Write out the entries below exactly, from the first line to the one with "pub fn transaction<T>(&self, f: impl", both ends included.

Records to process:
════════════════════

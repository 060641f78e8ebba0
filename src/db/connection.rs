use std::fs;
use std::path::Path;
use std::sync::{Arc, Mutex};

use rusqlite::Connection;

use crate::error::{EngineError, Result};

use super::migrations;

/// Shared handle to the engine database.
///
/// Repositories take a plain `&Connection`; the store serialises access so
/// graph passes can run outside the lock while reads and writes stay
/// consistent.
#[derive(Clone)]
pub struct Store {
    conn: Arc<Mutex<Connection>>,
}

impl std::fmt::Debug for Store {
    fn fmt(&self, f: &mut std::fmt::Formatter<'_>) -> std::fmt::Result {
        f.debug_struct("Store").finish_non_exhaustive()
    }
}

impl Store {
    /// Open an existing database. Returns an error if it was never initialised.
    pub fn open(path: &Path) -> Result<Self> {
        if !path.exists() {
            return Err(EngineError::NotInitialized(path.display().to_string()));
        }
        let conn = Connection::open(path)?;
        configure_connection(&conn)?;
        Ok(Self::wrap(conn))
    }

    /// Create directories and database, then run migrations. Idempotent.
    pub fn init(path: &Path) -> Result<Self> {
        if let Some(parent) = path.parent() {
            if !parent.as_os_str().is_empty() {
                fs::create_dir_all(parent).map_err(|e| EngineError::database(e.to_string()))?;
            }
        }
        let conn = Connection::open(path)?;
        configure_connection(&conn)?;
        migrations::run_migrations(&conn)?;
        Ok(Self::wrap(conn))
    }

    pub fn open_in_memory() -> Result<Self> {
        let conn = Connection::open_in_memory()?;
        conn.execute_batch("PRAGMA foreign_keys=ON;")?;
        migrations::run_migrations(&conn)?;
        Ok(Self::wrap(conn))
    }

    fn wrap(conn: Connection) -> Self {
        Self {
            conn: Arc::new(Mutex::new(conn)),
        }
    }

    pub fn with_conn<T>(&self, f: impl FnOnce(&Connection) -> Result<T>) -> Result<T> {
        let guard = self
            .conn
            .lock()
            .map_err(|_| EngineError::database("connection lock poisoned"))?;
        f(&guard)
    }

    /// Run `f` inside `BEGIN IMMEDIATE`; any error rolls everything back.
    pub fn transaction<T>(&self, f: impl FnOnce(&Connection) -> Result<T>) -> Result<T> {
        self.with_conn(|conn| with_transaction(conn, f))
    }
}

pub fn with_transaction<T>(conn: &Connection, f: impl FnOnce(&Connection) -> Result<T>) -> Result<T> {
    conn.execute_batch("BEGIN IMMEDIATE")?;
    match f(conn) {
        Ok(value) => {
            conn.execute_batch("COMMIT")?;
            Ok(value)
        }
        Err(e) => {
            let _ = conn.execute_batch("ROLLBACK");
            Err(e)
        }
    }
}

fn configure_connection(conn: &Connection) -> Result<()> {
    conn.execute_batch(
        "PRAGMA journal_mode=WAL;
         PRAGMA busy_timeout=5000;
         PRAGMA foreign_keys=ON;",
    )?;
    Ok(())
}
use crate::db::{dependency_repo, project_repo, task_repo, with_transaction, Store};
use crate::error::Result;
use crate::models::{ProjectKey, ProjectSnapshot};

/// Read side of the CRUD layer: one consistent view of a project's tasks
/// and edges.
pub trait SnapshotSource: Send + Sync {
    fn load_snapshot(&self, key: &ProjectKey) -> Result<ProjectSnapshot>;
}

impl SnapshotSource for Store {
    fn load_snapshot(&self, key: &ProjectKey) -> Result<ProjectSnapshot> {
        self.with_conn(|conn| {
            with_transaction(conn, |conn| {
                let project = project_repo::get_project(conn, key)?;
                let tasks = task_repo::list_tasks(conn, &key.project_id)?;
                let dependencies = dependency_repo::list_dependencies(conn, &key.project_id)?;
                Ok(ProjectSnapshot {
                    project,
                    tasks,
                    dependencies,
                })
            })
        })
    }
}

════════════════════

Answer area:
repository 060641f78e8ebba0
filename src/db/connection.rs
use std::fs;
use std::path::Path;
use std::sync::{Arc, Mutex};

use rusqlite::Connection;

use crate::error::{EngineError, Result};

use super::migrations;

/// Shared handle to the engine database.
///
/// Repositories take a plain `&Connection`; the store serialises access so
/// graph passes can run outside the lock while reads and writes stay
/// consistent.
#[derive(Clone)]
pub struct Store {
    conn: Arc<Mutex<Connection>>,
}

impl std::fmt::Debug for Store {
    fn fmt(&self, f: &mut std::fmt::Formatter<'_>) -> std::fmt::Result {
        f.debug_struct("Store").finish_non_exhaustive()
    }
}

impl Store {
    /// Open an existing database. Returns an error if it was never initialised.
    pub fn open(path: &Path) -> Result<Self> {
        if !path.exists() {
            return Err(EngineError::NotInitialized(path.display().to_string()));
        }
        let conn = Connection::open(path)?;
        configure_connection(&conn)?;
        Ok(Self::wrap(conn))
    }

    /// Create directories and database, then run migrations. Idempotent.
    pub fn init(path: &Path) -> Result<Self> {
        if let Some(parent) = path.parent() {
            if !parent.as_os_str().is_empty() {
                fs::create_dir_all(parent).map_err(|e| EngineError::database(e.to_string()))?;
            }
        }
        let conn = Connection::open(path)?;
        configure_connection(&conn)?;
        migrations::run_migrations(&conn)?;
        Ok(Self::wrap(conn))
    }

    pub fn open_in_memory() -> Result<Self> {
        let conn = Connection::open_in_memory()?;
        conn.execute_batch("PRAGMA foreign_keys=ON;")?;
        migrations::run_migrations(&conn)?;
        Ok(Self::wrap(conn))
    }

    fn wrap(conn: Connection) -> Self {
        Self {
            conn: Arc::new(Mutex::new(conn)),
        }
    }

    pub fn with_conn<T>(&self, f: impl FnOnce(&Connection) -> Result<T>) -> Result<T> {
        let guard = self
            .conn
            .lock()
            .map_err(|_| EngineError::database("connection lock poisoned"))?;
        f(&guard)
    }

    /// Run `f` inside `BEGIN IMMEDIATE`; any error rolls everything back.
    pub fn transaction<T>(&self, f: impl FnOnce(&Connection) -> Result<T>) -> Result<T> {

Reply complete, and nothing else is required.